In 2016, the European Commission (EC) released MEDDEV 2.7/1 Revision 4 (MEDDEV) Clinical Evaluation: A Guide for Manufacturers and Notified Bodies Under Directives 93/42/EEC and 90/385/EEC, which was the first indication of sweeping regulatory changes that would occur in Europe affecting medical devices.
This guideline was published and went into immediate effect without a transition period. Manufacturers were still evaluating the changes from the MEDDEV when the EC officially published the EU Medical Device Regulation (MDR) 2017/745 in the Official Journal of the European Union on 05 May 2017. The regulation affirms the expectations of the MEDDEV and expands on the clinical data requirements.
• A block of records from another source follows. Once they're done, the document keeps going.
use chrono::NaiveDateTime;

use crate::errors::ParserError;
use crate::model::{Channel, ColumnNames, TemperatureTreatment};

pub const TIMESTAMP_FORMATS: &[&str] = &["%Y-%m-%d %H:%M:%S%.f", "%Y-%m-%d %H:%M:%S"];

#[derive(Debug, Clone, Copy, PartialEq, Eq)]
pub enum ColumnRole {
    Timestamp,
    Chamber,
    TemperatureTreatment,
    Channel(Channel),
}

/// Header position of every required column.
#[derive(Debug, Clone)]
pub struct ColumnLayout {
    pub timestamp: usize,
    pub chamber: usize,
    pub temperature_treatment: usize,
    pub channels: [usize; Channel::COUNT],
}

impl ColumnLayout {
    pub fn resolve(header: &csv::StringRecord, names: &ColumnNames) -> Result<Self, ParserError> {
        let find = |wanted: &str| header.iter().position(|found| found.trim() == wanted);

        // Without a time axis nothing downstream can be placed, so this is a parse failure
        // rather than a schema gap.
        let timestamp = find(&names.timestamp).ok_or_else(|| {
            ParserError::parse(1, &names.timestamp, "timestamp column missing from header")
        })?;

        let mut missing = Vec::new();
        let chamber = find(&names.chamber);
        if chamber.is_none() {
            missing.push(names.chamber.clone());
        }
        let temperature_treatment = find(&names.temperature_treatment);
        if temperature_treatment.is_none() {
            missing.push(names.temperature_treatment.clone());
        }

        let mut channels = [0usize; Channel::COUNT];
        for (slot, channel) in channels.iter_mut().zip(Channel::ALL.iter()) {
            match find(names.channel(*channel)) {
                Some(idx) => *slot = idx,
                None => missing.push(names.channel(*channel).to_string()),
            }
        }

        match (chamber, temperature_treatment) {
            (Some(chamber), Some(temperature_treatment)) if missing.is_empty() => Ok(Self {
                timestamp,
                chamber,
                temperature_treatment,
                channels,
            }),
            _ => Err(ParserError::Schema { missing }),
        }
    }

    pub fn roles(&self) -> Vec<(usize, ColumnRole)> {
        let mut roles = vec![
            (self.timestamp, ColumnRole::Timestamp),
            (self.chamber, ColumnRole::Chamber),
            (self.temperature_treatment, ColumnRole::TemperatureTreatment),
        ];
        for (idx, channel) in self.channels.iter().zip(Channel::ALL.iter()) {
            roles.push((*idx, ColumnRole::Channel(*channel)));
        }
        roles
    }
}

pub fn parse_timestamp(
    value: &str,
    line_index: usize,
    column: &str,
) -> Result<NaiveDateTime, ParserError> {
    let trimmed = value.trim();
    for fmt in TIMESTAMP_FORMATS {
        if let Ok(dt) = NaiveDateTime::parse_from_str(trimmed, fmt) {
            return Ok(dt);
        }
    }
    Err(ParserError::parse(
        line_index,
        column,
        format!("invalid timestamp '{trimmed}', expected YYYY-MM-DD HH:MM:SS"),
    ))
}

pub fn parse_optional_f64(
    value: &str,
    line_index: usize,
    column: &str,
) -> Result<Option<f64>, ParserError> {
    let trimmed = value.trim();
    if trimmed.is_empty()
        || trimmed.eq_ignore_ascii_case("na")
        || trimmed.eq_ignore_ascii_case("nan")
    {
        return Ok(None);
    }

    let parsed = trimmed.parse::<f64>().map_err(|err| {
        ParserError::parse(line_index, column, format!("failed to parse as float: {err}"))
    })?;

    if parsed.is_finite() {
        Ok(Some(parsed))
    } else {
        Ok(None)
    }
}

pub fn parse_chamber(value: &str, line_index: usize, column: &str) -> Result<String, ParserError> {
    let trimmed = value.trim();
    if trimmed.is_empty() {
        return Err(ParserError::parse(line_index, column, "chamber id is empty"));
    }
    Ok(trimmed.to_string())
}

pub fn parse_temperature_treatment(
    value: &str,
    line_index: usize,
    column: &str,
) -> Result<TemperatureTreatment, ParserError> {
    TemperatureTreatment::try_from(value)
        .map_err(|message| ParserError::parse(line_index, column, message))
}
This live broadcast will explain the key changes affecting clinical evaluation, review the phases for clinical evaluation, explain expectations for a systematic literature review, and identify types of clinical data that can be used to support your device.
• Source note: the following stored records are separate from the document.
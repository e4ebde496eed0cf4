use serde::{Deserialize, Serialize};
use tracing::{debug, info};
use wtcflux_parser::Channel;

use crate::aggregator::ChamberBinRecord;
use crate::binning::TimeBin;
use crate::config::SolverConfig;
use crate::error::Result;

const KPA_TO_PA: f64 = 1000.0;
const MOL_TO_MMOL: f64 = 1000.0;

/// Whether the solver should iterate to convergence or take its fast approximation.
#[derive(Debug, Clone, Copy, PartialEq, Eq, Default, Serialize, Deserialize)]
#[serde(rename_all = "snake_case")]
pub enum EvaluationMode {
    #[default]
    Exact,
    Fast,
}

/// Scalar drivers for one leaf-level evaluation, in the solver's units.
#[derive(Debug, Clone, Copy, PartialEq, Serialize)]
pub struct LeafDrivers {
    pub air_temperature_c: f64,
    pub leaf_temperature_c: f64,
    pub par_umol_m2_s: f64,
    pub vpd_pa: f64,
    pub wind_speed_m_s: f64,
    pub pressure_pa: f64,
    pub ambient_co2_umol_mol: f64,
}

#[derive(Debug, Clone, Copy, PartialEq, Serialize)]
pub struct LeafFluxes {
    pub net_assimilation: f64,
    pub stomatal_conductance: f64,
    /// mol m-2 s-1 as returned by a solver; [`LeafPrediction`] carries mmol.
    pub transpiration: f64,
    pub latent_heat: f64,
}

/// Coupled photosynthesis / stomatal conductance / energy balance model. Implementations
/// must be pure: the same drivers and mode always give the same fluxes.
pub trait LeafGasExchange {
    fn solve(&self, drivers: &LeafDrivers, mode: EvaluationMode) -> Result<LeafFluxes>;
}

#[derive(Debug, Clone, PartialEq, Serialize)]
pub struct LeafPrediction {
    pub bin: TimeBin,
    pub chamber: String,
    pub drivers: LeafDrivers,
    pub net_assimilation: f64,
    pub stomatal_conductance: f64,
    /// mmol m-2 s-1
    pub transpiration_mmol: f64,
    pub latent_heat: f64,
}

/// Turns a chamber bin into solver drivers, or `None` when a measured driver is missing.
pub fn drivers_for(row: &ChamberBinRecord, settings: &SolverConfig) -> Option<LeafDrivers> {
    let means = &row.means;
    let (wind_speed_m_s, pressure_kpa) = if settings.use_measured_wind_and_pressure {
        (
            means
                .get(Channel::WindSpeed)
                .unwrap_or(settings.wind_speed_m_s),
            means.get(Channel::Pressure).unwrap_or(settings.pressure_kpa),
        )
    } else {
        (settings.wind_speed_m_s, settings.pressure_kpa)
    };

    Some(LeafDrivers {
        air_temperature_c: means.get(Channel::AirTemperature)?,
        leaf_temperature_c: means.get(Channel::CanopyTemperature)?,
        par_umol_m2_s: means.get(Channel::Par)?,
        vpd_pa: means.get(Channel::Vpd)? * KPA_TO_PA,
        wind_speed_m_s,
        pressure_pa: pressure_kpa * KPA_TO_PA,
        ambient_co2_umol_mol: settings.ambient_co2_umol_mol,
    })
}

/// Runs `solver` once per chamber bin. Bins lacking a driver are skipped; a solver failure
/// stops the run.
pub fn predict_leaf_fluxes<S>(
    solver: &S,
    rows: &[ChamberBinRecord],
    settings: &SolverConfig,
    mode: EvaluationMode,
) -> Result<Vec<LeafPrediction>>
where
    S: LeafGasExchange + ?Sized,
{
    let mut predictions = Vec::with_capacity(rows.len());

    for row in rows {
        let Some(drivers) = drivers_for(row, settings) else {
            debug!(
                chamber = %row.chamber,
                bin = %row.bin,
                "skipping bin with missing solver drivers"
            );
            continue;
        };

        let fluxes = solver.solve(&drivers, mode)?;
        predictions.push(LeafPrediction {
            bin: row.bin,
            chamber: row.chamber.clone(),
            drivers,
            net_assimilation: fluxes.net_assimilation,
            stomatal_conductance: fluxes.stomatal_conductance,
            transpiration_mmol: fluxes.transpiration * MOL_TO_MMOL,
            latent_heat: fluxes.latent_heat,
        });
    }

    info!(
        rows = rows.len(),
        predictions = predictions.len(),
        ?mode,
        "evaluated leaf gas exchange"
    );
    Ok(predictions)
}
Angela Siebeneck has more than 30 years of clinical and regulatory experience. She began her career as a registered nurse in a hospital setting and has extensive experience in regulatory strategy, clinical and medical writing. Her experience with regulatory approvals spans Europe, Australia, the US and Asia. Siebeneck has authored or contributed to more than 100 MEDDEV 2.7/1 Rev 4 compliant Clinical Evaluation Reports (CER), as well as postmarket surveillance (PMS) plans/reports, postmarket clinical follow up (PMCF) plans/reports, safety and performance evaluations, human factors studies and regulatory agency responses for medical devices. Her experience encompasses several areas including vascular access, orthopedics, interventional radiology, ophthalmic surgery and surgical instruments.